O desenvolvimento destas plantas vem sendo observado e catalogado pelos técnicos da Embrapa Soja. Algumas foram plantadas há mais de um ano e ainda não produziram. No caso da soja selvagem, a maioria tem ciclo longo ou perene. Em 40 anos, a empresa já desenvolveu 360 cultivares do grão que foram melhoradas por meio dos materiais preservados no BAG.
Soja selvagem ajudará no melhoramento preventivo
O agrônomo José Renato Bouças Farias, chefe-geral da Embrapa Soja, de Londrina (PR), explica a importância do Banco Ativo de Germoplasma (BAG), que abriga amostras do mundo todo, incluindo espécies selvagens. O pesquisador aborda ainda o trabalho de melhoramento genético feito pela instituição como forma de evitar a disseminação de doenças na soja.
Qual é a origem das espécies selvagens de soja? Que utilidade podem ter para a produção brasileira?
Estas espécie selvagens vêm da Austrália. Originalmente, a soja era usada mais como pastagem, da mesma forma como no Rio Grande do Sul se usa leguminosas para enriquecer as pastagens. Depois começaram a ver que tinha outras utilidades e que poderia ser usada para outros fins.
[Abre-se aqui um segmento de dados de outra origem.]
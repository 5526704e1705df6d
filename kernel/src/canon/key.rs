//! `CanonicalKey`: the identity of a state for deduplication.
//!
//! Two states are equal iff their keys are equal. The key covers every
//! object, the table included, so it is valid for both search directions.

use std::fmt;

use crate::canon::hash::{canonical_hash, ContentHash, DOMAIN_STATE_KEY};
use crate::domain::object::ObjectId;
use crate::domain::state::BlocksState;

/// Id-sorted `(id, support, lying)` triples.
#[derive(Debug, Clone, PartialEq, Eq, PartialOrd, Ord, Hash)]
pub struct CanonicalKey(Vec<(ObjectId, Option<ObjectId>, bool)>);

impl CanonicalKey {
    /// Build the key of a state.
    #[must_use]
    pub fn of(state: &BlocksState) -> Self {
        Self(
            state
                .objects()
                .map(|o| (o.id, o.support, o.lying))
                .collect(),
        )
    }

    /// The triples, ascending by id.
    #[must_use]
    pub fn entries(&self) -> &[(ObjectId, Option<ObjectId>, bool)] {
        &self.0
    }
}

impl fmt::Display for CanonicalKey {
    /// `id:support:lying|...`, support `-` for the table, lying `0`/`1`.
    fn fmt(&self, f: &mut fmt::Formatter<'_>) -> fmt::Result {
        for (i, (id, support, lying)) in self.0.iter().enumerate() {
            if i > 0 {
                f.write_str("|")?;
            }
            match support {
                Some(s) => write!(f, "{id}:{s}:{}", u8::from(*lying))?,
                None => write!(f, "{id}:-:{}", u8::from(*lying))?,
            }
        }
        Ok(())
    }
}

/// SHA-256 fingerprint of a state's canonical key.
#[must_use]
pub fn state_fingerprint(state: &BlocksState) -> ContentHash {
    canonical_hash(DOMAIN_STATE_KEY, CanonicalKey::of(state).to_string().as_bytes())
}
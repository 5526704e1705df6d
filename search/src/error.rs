//! Typed search errors.
//!
//! `SearchError` represents pre-flight failures only. Every runtime ending
//! (no solution within the bound, budget exhausted, solution cap reached) is
//! a [`crate::outcome::Termination`] inside an `Ok` outcome.

use blocks_kernel::domain::state::ValidationError;

/// Failure before any node is expanded.
#[derive(Debug, Clone, PartialEq, Eq, thiserror::Error)]
pub enum SearchError {
    #[error("invalid search policy: {detail}")]
    InvalidPolicy { detail: String },
    #[error(transparent)]
    Validation(#[from] ValidationError),
    #[error("cannot start expansion workers: {detail}")]
    WorkerPool { detail: String },
}
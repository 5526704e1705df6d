//! Shared scenario fixtures for the lock tests and the `search_fixture`
//! binary.
//!
//! Every fixture returns a fresh [`Problem`]; tests pair it with whatever
//! [`SearchPolicy`] they need via [`context`].

use std::path::PathBuf;

use blocks_kernel::domain::object::ObjectRecord;
use blocks_kernel::domain::shape::Shape;
use blocks_kernel::domain::state::Problem;
use blocks_search::{SearchContext, SearchPolicy};

/// Scenario A: CubeB sits on CubeA; the goal puts both on the table.
///
/// # Panics
///
/// Panics if the fixture records stop validating.
#[must_use]
pub fn scenario_a() -> Problem {
    Problem::from_records(
        &[
            ObjectRecord::table(0, "Table"),
            ObjectRecord::on(1, "CubeA", Shape::Cube, 0),
            ObjectRecord::on(2, "CubeB", Shape::Cube, 1),
        ],
        &[
            ObjectRecord::table(0, "Table"),
            ObjectRecord::on(1, "CubeA", Shape::Cube, 0),
            ObjectRecord::on(2, "CubeB", Shape::Cube, 0),
        ],
    )
    .expect("scenario A validates")
}

/// Scenario B: a standing cylinder must end up inside a ring that has to be
/// laid down first.
///
/// # Panics
///
/// Panics if the fixture records stop validating.
#[must_use]
pub fn scenario_b() -> Problem {
    Problem::from_records(
        &[
            ObjectRecord::table(0, "Table"),
            ObjectRecord::on(3, "Cylinder", Shape::Cylinder, 0),
            ObjectRecord::on(4, "Ring", Shape::Ring, 0),
        ],
        &[
            ObjectRecord::table(0, "Table"),
            ObjectRecord::on(3, "Cylinder", Shape::Cylinder, 4),
            ObjectRecord::on(4, "Ring", Shape::Ring, 0).lying(true),
        ],
    )
    .expect("scenario B validates")
}

/// Scenario C: the goal has two cubes resting directly on a third cube,
/// which no sequence of legal actions can produce.
///
/// # Panics
///
/// Panics if the fixture records stop validating.
#[must_use]
pub fn scenario_c() -> Problem {
    Problem::from_records(
        &[
            ObjectRecord::table(0, "Table"),
            ObjectRecord::on(1, "CubeA", Shape::Cube, 0),
            ObjectRecord::on(2, "CubeB", Shape::Cube, 0),
            ObjectRecord::on(3, "CubeC", Shape::Cube, 0),
        ],
        &[
            ObjectRecord::table(0, "Table"),
            ObjectRecord::on(1, "CubeA", Shape::Cube, 0),
            ObjectRecord::on(2, "CubeB", Shape::Cube, 1),
            ObjectRecord::on(3, "CubeC", Shape::Cube, 1),
        ],
    )
    .expect("scenario C validates")
}

/// A mixed world: two cubes, a cylinder and a lying ring with a cube on it.
/// The goal stacks CubeA on the cylinder inside the ring and clears CubeB to
/// the table (three moves). Large enough to give the parallel expander real
/// levels.
///
/// # Panics
///
/// Panics if the fixture records stop validating.
#[must_use]
pub fn mixed_world() -> Problem {
    Problem::from_records(
        &[
            ObjectRecord::table(0, "Table"),
            ObjectRecord::on(1, "CubeA", Shape::Cube, 0),
            ObjectRecord::on(2, "Ring", Shape::Ring, 0).lying(true),
            ObjectRecord::on(3, "CubeB", Shape::Cube, 2),
            ObjectRecord::on(4, "Cylinder", Shape::Cylinder, 0),
        ],
        &[
            ObjectRecord::table(0, "Table"),
            ObjectRecord::on(1, "CubeA", Shape::Cube, 4),
            ObjectRecord::on(2, "Ring", Shape::Ring, 0).lying(true),
            ObjectRecord::on(3, "CubeB", Shape::Cube, 0),
            ObjectRecord::on(4, "Cylinder", Shape::Cylinder, 2),
        ],
    )
    .expect("mixed world validates")
}

/// Pair a fixture with a policy.
///
/// # Panics
///
/// Panics if the policy is invalid.
#[must_use]
pub fn context(problem: Problem, policy: SearchPolicy) -> SearchContext {
    SearchContext::new(problem, policy).expect("policy is valid")
}

/// Absolute path of a file under the workspace `tests/fixtures/`.
///
/// # Panics
///
/// Panics if the crate is not nested two levels below the workspace root.
#[must_use]
pub fn fixture_path(name: &str) -> PathBuf {
    PathBuf::from(env!("CARGO_MANIFEST_DIR"))
        .parent()
        .and_then(std::path::Path::parent)
        .expect("workspace root exists")
        .join("tests/fixtures")
        .join(name)
}
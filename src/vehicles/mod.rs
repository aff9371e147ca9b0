// Module declarations
pub(crate) mod vehicles_errors;
pub(crate) mod vehicles_model;
pub(crate) mod vehicles_repository;
pub(crate) mod vehicles_service;

// Re-export the public interface
pub use vehicles_model::{NewVehicle, Vehicle, VehicleDB, VehicleUpdate};
pub use vehicles_repository::VehicleRepository;
pub use vehicles_service::VehicleService;

// Re-export error types for convenience
pub use vehicles_errors::{Result, VehicleError};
Se buscou, então, com o melhoramento genético, atender a essas outras necessidades de uso da soja. São materiais muito antigos, que vêm sendo mantidos e reproduzidos em bancos de germoplasma no mundo inteiro e que, agora, trouxemos para o Brasil.
Que novas características já foram identificadas?
Não sabemos ainda todo o potencial, todas as características presentes neste BAG. Estamos fazendo a revitalização e a multiplicação desse BAG para torná-lo ativo, ou seja, apto à reprodução. Paralelamente, estamos fazendo todo um trabalho de caracterização da fenotipagem desse BAG a fim de identificar características desejáveis para serem incorporados em nosso programa de melhoramento. Pode vir de material selvagem ou de espécies mais recentes.
E no caso da soja selvagem?
Estamos procurando espécies com tolerância a altas temperaturas e à seca, porque são cenários que se vislumbram no Brasil. E identificar, nestes materiais, a característica de maior adaptação a esta condição climática adversa, que dá um fator competitivo considerável na hora de gerar um material comercial. Também buscamos genes de resistência a doenças e pragas que ainda não temos no Brasil, e começamos a incorporar estas fontes em nossa genética.
Para quais novas pragas a Embrapa está alerta?
Monitoramos, principalmente, a Ásia e a África. Por exemplo, para o phoma – tipo de fungo que cria necrose na planta –, estamos identificando e trabalhando no que a Embrapa chama de melhoramento preventivo como forma de identificar fontes de resistência. Alguns pulgões e ácaros, comuns no mundo inteiro, e aqui no Brasil ainda não, mas pode acontecer rapidamente, assim como a mosca-branca, que está entrando de forma assustadora e precisamos ter logo uma medida para evitar. Fora os problemas antigos que temos, como o percevejo e a ferrugem, que apesar de todo o trabalho de melhoramento, ainda não conseguimos uma solução.